Scrittrice, critica letteraria e traduttrice italiana (n. Orbetello 1946). Laureata in Lettere Moderne all'Università di Lettere e Filosofia “La Sapienza” di Roma, successivamente ha approfondito i suoi studi sulla letteratura americana all'Università di Harvard, e sul teatro elisabettiano e Shakespeare presso lo Shakespeare Institute di Birmingham. Attualmente insegna Letterature comparate presso il Sum, Istituto Italiano di Scienze Umane di Firenze, è docente dell'Istituto Freudiano e collabora alle pagine culturali de La Repubblica. Ha tradotto e commentato molti autori, tra cui V. Woolf, J. Keats, Shakespeare, S. Beckett, M. Shelley ed è autrice di diversi romanzi: La bocca più di tutto mi piaceva (1996), Due volte la stessa carezza (1997), L'amor vile (1999), Lo specchio di Elisabetta (2001), L'amore necessario (2008), Vivere nella tempesta (2016). È nota al grande pubblico e alla critica soprattutto per i suoi saggi sui temi del femminile e della sua identità, tra cui: Chi ha ucciso Anna Karenina? Inchiesta sugli omicidi bianchi nei romanzi dell'Ottocento (1974; nuova ed. 2024); Nomi. Dieci scritture femminili (1996), Donne fatali. Ofelia, Desdemona, Cleopatra (2005), Possiedo la mia anima. Il segreto di Virginia Woolf (2006), La figlia del sole. Vita ardente di Katherine Mansfield (2012), Hannah e le altre (2013), Una fratellanza inquieta. Donne e uomini di oggi (2018), María (2019), entrambi nel 2021 Maestre d'amore e Il potere o la vita. Tra i suoi lavori più recenti vanno citati, nel 2023, la raccolta di racconti Creature in bilico e il saggio sulla modernità La passione dell'origine.
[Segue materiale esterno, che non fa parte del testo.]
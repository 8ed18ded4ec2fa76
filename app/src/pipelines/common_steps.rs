// chat_orders/src/pipelines/common_steps.rs

//! Step bodies shared by more than one pipeline.

use crate::errors::{AppError, Result as AppResult};
use crate::models::{Order, OrderWithLines};
use crate::services::cart_service;
use crate::services::notifier::{dispatch_confirmation, OrderConfirmation, RetryPolicy};
use crate::state::AppState;
use tracing::{info, instrument, warn};
use uuid::Uuid;

/// Loads an order the caller must own. Not-found and not-owned stay distinct.
#[instrument(name = "common_step::load_owned_order", skip(app_state))]
pub async fn load_owned_order(app_state: &AppState, order_id: Uuid, user_id: Uuid) -> AppResult<Order> {
  let order = app_state
    .store
    .find_order(order_id)
    .await?
    .ok_or_else(|| AppError::NotFound("Order not found".to_string()))?;
  if order.user_id != user_id {
    warn!(owner = %order.user_id, "Caller does not own order.");
    return Err(AppError::Forbidden("You do not own this order".to_string()));
  }
  Ok(order)
}

/// Queues the confirmation e-mail for `order`. Returns whether a send was queued; every
/// failure on the way is logged and swallowed.
#[instrument(name = "common_step::queue_order_confirmation", skip(app_state, order, full_name), fields(order_id = %order.id))]
pub async fn queue_order_confirmation(
  app_state: &AppState,
  order: Order,
  recipient_email: Option<&str>,
  full_name: Option<&str>,
) -> bool {
  let Some(recipient_email) = recipient_email else {
    warn!("No e-mail address for order owner; skipping confirmation.");
    return false;
  };

  let order_with_lines: OrderWithLines =
    match cart_service::load_order_with_lines(app_state.store.as_ref(), app_state.catalog.as_ref(), order).await {
      Ok(o) => o,
      Err(e) => {
        warn!(error = %e, "Could not load order lines for confirmation; skipping.");
        return false;
      }
    };

  if order_with_lines.lines.is_empty() {
    info!("Order has no lines; skipping confirmation.");
    return false;
  }

  let confirmation = OrderConfirmation::from_order(&order_with_lines, recipient_email, full_name);
  let policy = RetryPolicy::new(app_state.config.notify_max_attempts);
  // Detached: the status write has already committed and must not wait on delivery.
  let _ = dispatch_confirmation(app_state.notifier.clone(), confirmation, policy);
  info!(total_cents = order_with_lines.total_cents(), "Order confirmation queued.");
  true
}
// chat_orders/src/web/handlers/checkout_handlers.rs

use super::extractors::AuthenticatedUser;
use crate::errors::AppError;
use crate::pipelines::contexts::CheckoutCtxData;
use crate::state::AppState;
use actix_web::{web, HttpResponse};
use serde::Deserialize;
use serde_json::json;
use stepflow::{ContextData, PipelineResult};
use tracing::{info, instrument, warn};
use uuid::Uuid;

#[derive(Debug, Deserialize)]
#[serde(rename_all = "camelCase")]
pub struct CheckoutPayload {
  pub order_id: Uuid,
}

#[instrument(
  name = "handler::start_checkout",
  skip(app_state, auth_user, payload),
  fields(user_id = %auth_user.user_id, order_id = %payload.order_id)
)]
pub async fn start_checkout_handler(
  app_state: web::Data<AppState>,
  auth_user: AuthenticatedUser,
  payload: web::Json<CheckoutPayload>,
) -> Result<HttpResponse, AppError> {
  let ctx_data = ContextData::new(CheckoutCtxData::new(
    app_state.get_ref().clone(),
    auth_user.user_id,
    auth_user.email.clone(),
    payload.order_id,
  ));

  match app_state.flows.run(ctx_data.clone()).await? {
    PipelineResult::Completed => {
      let guard = ctx_data.read();
      let session = guard.session.as_ref().ok_or_else(|| {
        warn!("Checkout pipeline completed without a session.");
        AppError::Internal("Checkout finished without a payment session".to_string())
      })?;
      info!(session_id = %session.id, "Checkout session ready.");
      Ok(HttpResponse::Ok().json(json!({ "sessionId": session.id, "url": session.url })))
    }
    PipelineResult::Stopped => Err(AppError::Internal("Checkout was halted".to_string())),
  }
}
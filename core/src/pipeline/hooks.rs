// stepflow/src/pipeline/hooks.rs

//! Handler registration. Each phase keeps handlers in registration order; a handler may
//! fail with any error convertible into the pipeline's `Err`.

use crate::core::context::Handler;
use crate::core::context_data::ContextData;
use crate::core::control::PipelineControl;
use crate::error::FlowError;
use crate::pipeline::definition::Pipeline;
use std::future::Future;
use std::pin::Pin;
use tracing::{event, Level};

#[derive(Debug, Clone, Copy)]
enum Phase {
  Before,
  On,
  After,
}

impl<TData, Err> Pipeline<TData, Err>
where
  TData: 'static + Send + Sync,
  Err: std::error::Error + From<FlowError> + Send + Sync + 'static,
{
  pub fn before_root<F, HandlerErr>(
    &mut self,
    step_name: &str,
    handler_fn: impl Fn(ContextData<TData>) -> F + Send + Sync + 'static,
  ) where
    F: Future<Output = Result<PipelineControl, HandlerErr>> + Send + 'static,
    HandlerErr: Into<Err> + Send + Sync + 'static,
  {
    self.register(Phase::Before, step_name, handler_fn);
  }

  pub fn on_root<F, HandlerErr>(
    &mut self,
    step_name: &str,
    handler_fn: impl Fn(ContextData<TData>) -> F + Send + Sync + 'static,
  ) where
    F: Future<Output = Result<PipelineControl, HandlerErr>> + Send + 'static,
    HandlerErr: Into<Err> + Send + Sync + 'static,
  {
    self.register(Phase::On, step_name, handler_fn);
  }

  pub fn after_root<F, HandlerErr>(
    &mut self,
    step_name: &str,
    handler_fn: impl Fn(ContextData<TData>) -> F + Send + Sync + 'static,
  ) where
    F: Future<Output = Result<PipelineControl, HandlerErr>> + Send + 'static,
    HandlerErr: Into<Err> + Send + Sync + 'static,
  {
    self.register(Phase::After, step_name, handler_fn);
  }

  fn register<F, HandlerErr>(
    &mut self,
    phase: Phase,
    step_name: &str,
    handler_fn: impl Fn(ContextData<TData>) -> F + Send + Sync + 'static,
  ) where
    F: Future<Output = Result<PipelineControl, HandlerErr>> + Send + 'static,
    HandlerErr: Into<Err> + Send + Sync + 'static,
  {
    self.ensure_step_exists(step_name);
    let boxed: Handler<TData, Err> = Box::new(
      move |ctx_data: ContextData<TData>| -> Pin<Box<dyn Future<Output = Result<PipelineControl, Err>> + Send>> {
        let fut = handler_fn(ctx_data);
        Box::pin(async move { fut.await.map_err(Into::into) })
      },
    );

    let table = match phase {
      Phase::Before => &mut self.before,
      Phase::On => &mut self.on,
      Phase::After => &mut self.after,
    };
    table.entry(step_name.to_string()).or_default().push(boxed);
    event!(Level::TRACE, %step_name, ?phase, "Handler registered.");
  }
}
// chat_orders/src/web/handlers/tool_handlers.rs

use super::extractors::AuthenticatedUser;
use crate::errors::AppError;
use crate::state::AppState;
use crate::tools::{self, ToolContext};
use actix_web::{web, HttpResponse};
use serde_json::{json, Value};
use tracing::{info, instrument};
use uuid::Uuid;

/// An empty body means no arguments; anything else must be well-formed JSON.
fn parse_body(body: &[u8]) -> Result<Value, AppError> {
  if body.iter().all(u8::is_ascii_whitespace) {
    return Ok(Value::Null);
  }
  serde_json::from_slice(body).map_err(|e| AppError::Validation(format!("Tool arguments are not valid JSON: {}", e)))
}

pub async fn list_tools_handler() -> HttpResponse {
  HttpResponse::Ok().json(tools::definitions())
}

#[instrument(
  name = "handler::run_tool",
  skip(app_state, auth_user, path, body),
  fields(user_id = %auth_user.user_id)
)]
pub async fn run_tool_handler(
  app_state: web::Data<AppState>,
  auth_user: AuthenticatedUser,
  path: web::Path<(Uuid, String)>,
  body: web::Bytes,
) -> Result<HttpResponse, AppError> {
  let (conversation_id, tool_name) = path.into_inner();
  let ctx = ToolContext::new(Some(conversation_id), Some(auth_user.user_id))?;
  let args = parse_body(&body)?;

  let result = tools::execute(app_state.get_ref(), &ctx, &tool_name, args).await?;
  info!(%conversation_id, tool = %tool_name, "Tool call answered.");
  Ok(HttpResponse::Ok().json(json!({ "tool": tool_name, "result": result })))
}
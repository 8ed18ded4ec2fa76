// chat_orders/src/config.rs

use crate::errors::{AppError, Result};
use dotenvy::dotenv;
use std::env;

#[derive(Debug, Clone, Copy, PartialEq, Eq)]
pub enum LogFormat {
  Text,
  Json,
}

#[derive(Clone)]
pub struct AppConfig {
  pub server_host: String,
  pub server_port: u16,
  pub database_url: String,
  pub app_base_url: String,

  pub payment_webhook_secret: String,
  pub webhook_tolerance_secs: i64,
  pub currency: String,
  /// Absent means checkout sessions come from the in-process mock processor.
  pub stripe_secret_key: Option<String>,
  pub stripe_api_base: String,

  pub email_sender: String,
  pub notify_max_attempts: u32,

  pub seed_db: bool,
  pub log_format: LogFormat,
}

impl std::fmt::Debug for AppConfig {
  fn fmt(&self, f: &mut std::fmt::Formatter<'_>) -> std::fmt::Result {
    f.debug_struct("AppConfig")
      .field("server_host", &self.server_host)
      .field("server_port", &self.server_port)
      .field("database_url", &"[REDACTED]")
      .field("app_base_url", &self.app_base_url)
      .field("payment_webhook_secret", &"[REDACTED]")
      .field("webhook_tolerance_secs", &self.webhook_tolerance_secs)
      .field("currency", &self.currency)
      .field("stripe_secret_key", &self.stripe_secret_key.as_ref().map(|_| "[REDACTED]"))
      .field("stripe_api_base", &self.stripe_api_base)
      .field("email_sender", &self.email_sender)
      .field("notify_max_attempts", &self.notify_max_attempts)
      .field("seed_db", &self.seed_db)
      .field("log_format", &self.log_format)
      .finish()
  }
}

impl AppConfig {
  pub fn from_env() -> Result<Self> {
    dotenv().ok();
    Self::from_lookup(|name| env::var(name).ok())
  }

  /// Builds the config from an arbitrary variable source; `from_env` passes the process
  /// environment.
  pub fn from_lookup(lookup: impl Fn(&str) -> Option<String>) -> Result<Self> {
    let get_env = |var_name: &str| {
      lookup(var_name)
        .filter(|v| !v.trim().is_empty())
        .ok_or_else(|| AppError::Config(format!("Missing environment variable '{}'", var_name)))
    };

    let server_host = get_env("SERVER_HOST").unwrap_or_else(|_| "127.0.0.1".to_string());
    let server_port = get_env("SERVER_PORT")
      .unwrap_or_else(|_| "8080".to_string())
      .parse::<u16>()
      .map_err(|e| AppError::Config(format!("Invalid SERVER_PORT: {}", e)))?;
    let database_url = get_env("DATABASE_URL")?;
    let app_base_url = get_env("APP_BASE_URL")
      .unwrap_or_else(|_| format!("http://{}:{}", server_host, server_port))
      .trim_end_matches('/')
      .to_string();

    let payment_webhook_secret = get_env("PAYMENT_WEBHOOK_SECRET")?;
    let webhook_tolerance_secs = get_env("WEBHOOK_TOLERANCE_SECS")
      .unwrap_or_else(|_| "300".to_string())
      .parse::<i64>()
      .map_err(|e| AppError::Config(format!("Invalid WEBHOOK_TOLERANCE_SECS: {}", e)))?;
    if webhook_tolerance_secs <= 0 {
      return Err(AppError::Config("WEBHOOK_TOLERANCE_SECS must be positive".to_string()));
    }
    let currency = get_env("CURRENCY").unwrap_or_else(|_| "usd".to_string()).to_lowercase();
    let stripe_secret_key = get_env("STRIPE_SECRET_KEY").ok();
    let stripe_api_base = get_env("STRIPE_API_BASE")
      .unwrap_or_else(|_| "https://api.stripe.com".to_string())
      .trim_end_matches('/')
      .to_string();

    let email_sender = get_env("EMAIL_SENDER").unwrap_or_else(|_| "noreply@example.com".to_string());
    let notify_max_attempts = get_env("NOTIFY_MAX_ATTEMPTS")
      .unwrap_or_else(|_| "3".to_string())
      .parse::<u32>()
      .map_err(|e| AppError::Config(format!("Invalid NOTIFY_MAX_ATTEMPTS: {}", e)))?
      .max(1);

    let seed_db = get_env("SEED_DB")
      .unwrap_or_else(|_| "false".to_string())
      .parse::<bool>()
      .map_err(|e| AppError::Config(format!("Invalid SEED_DB value: {}", e)))?;
    let log_format = match get_env("LOG_FORMAT").unwrap_or_else(|_| "text".to_string()).as_str() {
      "text" => LogFormat::Text,
      "json" => LogFormat::Json,
      other => return Err(AppError::Config(format!("Invalid LOG_FORMAT '{}': expected text or json", other))),
    };

    Ok(Self {
      server_host,
      server_port,
      database_url,
      app_base_url,
      payment_webhook_secret,
      webhook_tolerance_secs,
      currency,
      stripe_secret_key,
      stripe_api_base,
      email_sender,
      notify_max_attempts,
      seed_db,
      log_format,
    })
  }
}
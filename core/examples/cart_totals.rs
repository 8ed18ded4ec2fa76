// stepflow/examples/cart_totals.rs

//! Prices a small cart through a three-step pipeline, dispatched through a registry.

use std::sync::Arc;
use stepflow::{ContextData, FlowError, FlowRegistry, Pipeline, PipelineControl, PipelineResult};
use tracing::info;

#[derive(Clone, Debug, Default)]
struct CartTotals {
  lines: Vec<(String, i64, i32)>,
  subtotal_cents: i64,
  discount_cents: i64,
  receipt: Vec<String>,
}

#[tokio::main]
async fn main() -> Result<(), FlowError> {
  tracing_subscriber::fmt().with_max_level(tracing::Level::INFO).init();

  let mut pipeline = Pipeline::<CartTotals, FlowError>::new(&[
    ("sum_lines", false, None),
    (
      "bulk_discount",
      true,
      Some(Arc::new(|ctx: ContextData<CartTotals>| ctx.read().subtotal_cents < 2000)),
    ),
    ("print_receipt", false, None),
  ]);

  pipeline.on_root("sum_lines", |ctx: ContextData<CartTotals>| {
    Box::pin(async move {
      let mut data = ctx.write();
      data.subtotal_cents = data.lines.iter().map(|(_, cents, qty)| cents * i64::from(*qty)).sum();
      Ok::<_, FlowError>(PipelineControl::Continue)
    })
  });

  pipeline.on_root("bulk_discount", |ctx: ContextData<CartTotals>| {
    Box::pin(async move {
      let mut data = ctx.write();
      data.discount_cents = data.subtotal_cents / 10;
      Ok::<_, FlowError>(PipelineControl::Continue)
    })
  });

  pipeline.on_root("print_receipt", |ctx: ContextData<CartTotals>| {
    Box::pin(async move {
      let mut data = ctx.write();
      let lines: Vec<String> = data
        .lines
        .iter()
        .map(|(name, cents, qty)| format!("{} x{} @ {}", name, qty, cents))
        .collect();
      data.receipt = lines;
      let total = data.subtotal_cents - data.discount_cents;
      data.receipt.push(format!("total {}", total));
      Ok::<_, FlowError>(PipelineControl::Continue)
    })
  });

  let registry = FlowRegistry::<FlowError>::new();
  registry.register_pipeline(pipeline);

  let cart = ContextData::new(CartTotals {
    lines: vec![("Egg Sandwich".to_string(), 950, 2), ("Cookie".to_string(), 350, 1)],
    ..Default::default()
  });
  let result = registry.run(cart.clone()).await?;
  assert_eq!(result, PipelineResult::Completed);

  let data = cart.read();
  for line in &data.receipt {
    info!("{}", line);
  }
  // 2250 subtotal crosses the discount threshold.
  assert_eq!(data.discount_cents, 225);
  Ok(())
}
// stepflow/src/error.rs
use anyhow::Error as AnyhowError;
use thiserror::Error;

/// Failures raised by the engine itself, as opposed to failures of the work a handler does.
///
/// Pipelines are generic over their own error type, which must be `From<FlowError>` so these
/// can be surfaced through the same channel as handler errors.
#[derive(Debug, Error)]
pub enum FlowError {
  #[error("Handler missing for non-optional step: {step_name}")]
  HandlerMissing { step_name: String },

  #[error("No pipeline registered for context type {type_name}")]
  NotRegistered { type_name: String },

  #[error("Context type mismatch during dispatch (expected {expected_type})")]
  TypeMismatch { expected_type: String },

  #[error("Handler failed: {source}")]
  HandlerError {
    #[source]
    source: AnyhowError,
  },

  #[error("Internal stepflow error: {0}")]
  Internal(String),
}

impl From<AnyhowError> for FlowError {
  fn from(source: AnyhowError) -> Self {
    FlowError::HandlerError { source }
  }
}

pub type FlowResult<T, E = FlowError> = std::result::Result<T, E>;
// chat_orders/src/tools/add_item.rs

use super::{require_non_blank, Tool, ToolContext};
use crate::errors::{AppError, Result};
use crate::models::Modifications;
use crate::pipelines::contexts::AddItemCtxData;
use crate::state::AppState;
use serde::Deserialize;
use stepflow::ContextData;
use tracing::warn;

#[derive(Debug, Deserialize)]
#[serde(rename_all = "camelCase", deny_unknown_fields)]
pub struct AddItemArgs {
  pub product_name: String,
  pub quantity: i32,
  #[serde(default)]
  pub modifications: Option<Modifications>,
}

impl AddItemArgs {
  fn validate(&self) -> Result<()> {
    require_non_blank(Tool::AddItemToOrder, "productName", &self.product_name)?;
    if self.quantity < 1 {
      return Err(AppError::Validation(format!(
        "Invalid arguments for {}: quantity must be at least 1",
        Tool::AddItemToOrder.name()
      )));
    }
    Ok(())
  }
}

pub async fn run(state: &AppState, ctx: &ToolContext, args: AddItemArgs) -> Result<String> {
  args.validate()?;
  let ctx_data = ContextData::new(AddItemCtxData::new(
    state.clone(),
    ctx.clone(),
    args.product_name.trim().to_string(),
    args.quantity,
    args.modifications,
  ));

  // Misses stop the pipeline early but still leave an outcome to relay.
  let result = state.flows.run(ctx_data.clone()).await?;
  let outcome = ctx_data.read().outcome.clone();
  outcome.ok_or_else(|| {
    warn!(?result, "Add item pipeline finished without an outcome.");
    AppError::Internal("Add item finished without a result".to_string())
  })
}
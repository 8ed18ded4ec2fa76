// stepflow/src/core/context.rs

//! The boxed handler type stored for each step phase.

use crate::core::context_data::ContextData;
use crate::core::control::PipelineControl;
use std::future::Future;
use std::pin::Pin;

/// A step handler: takes a clone of the request's [`ContextData`] and resolves to a
/// [`PipelineControl`] or the pipeline's error type.
///
/// Handlers must drop any guard taken from the context before their first `.await`.
pub type Handler<TData, Err> = Box<
  dyn Fn(ContextData<TData>) -> Pin<Box<dyn Future<Output = Result<PipelineControl, Err>> + Send>>
    + Send
    + Sync,
>;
Si entra nelle opere di Shakespeare un po’ dalla porta di servizio, attraverso personaggi minori che hanno un piccolo spazio, poche battute, magari la funzione di distacco o di intermezzo, ma che rivelano una significativa importanza e Nadia Fusini ha, in questo lavoro appassionato, la grande capacità di spalancare le porte all’intera opera e al pensiero dell’autore e a farci vedere come è ancora in grado di calarsi nel presente.
Un interessante e comodo catalogo che racconta un paio di dozzine di opere di Shakespeare da prospettive non comuni. Ha il sapore di un'amabile conversazione pomeridiana all'ora del tè, calda, interessante e anche un po' pettegola. Mi è piaciuto passare queste ore con la professoressa Fusini!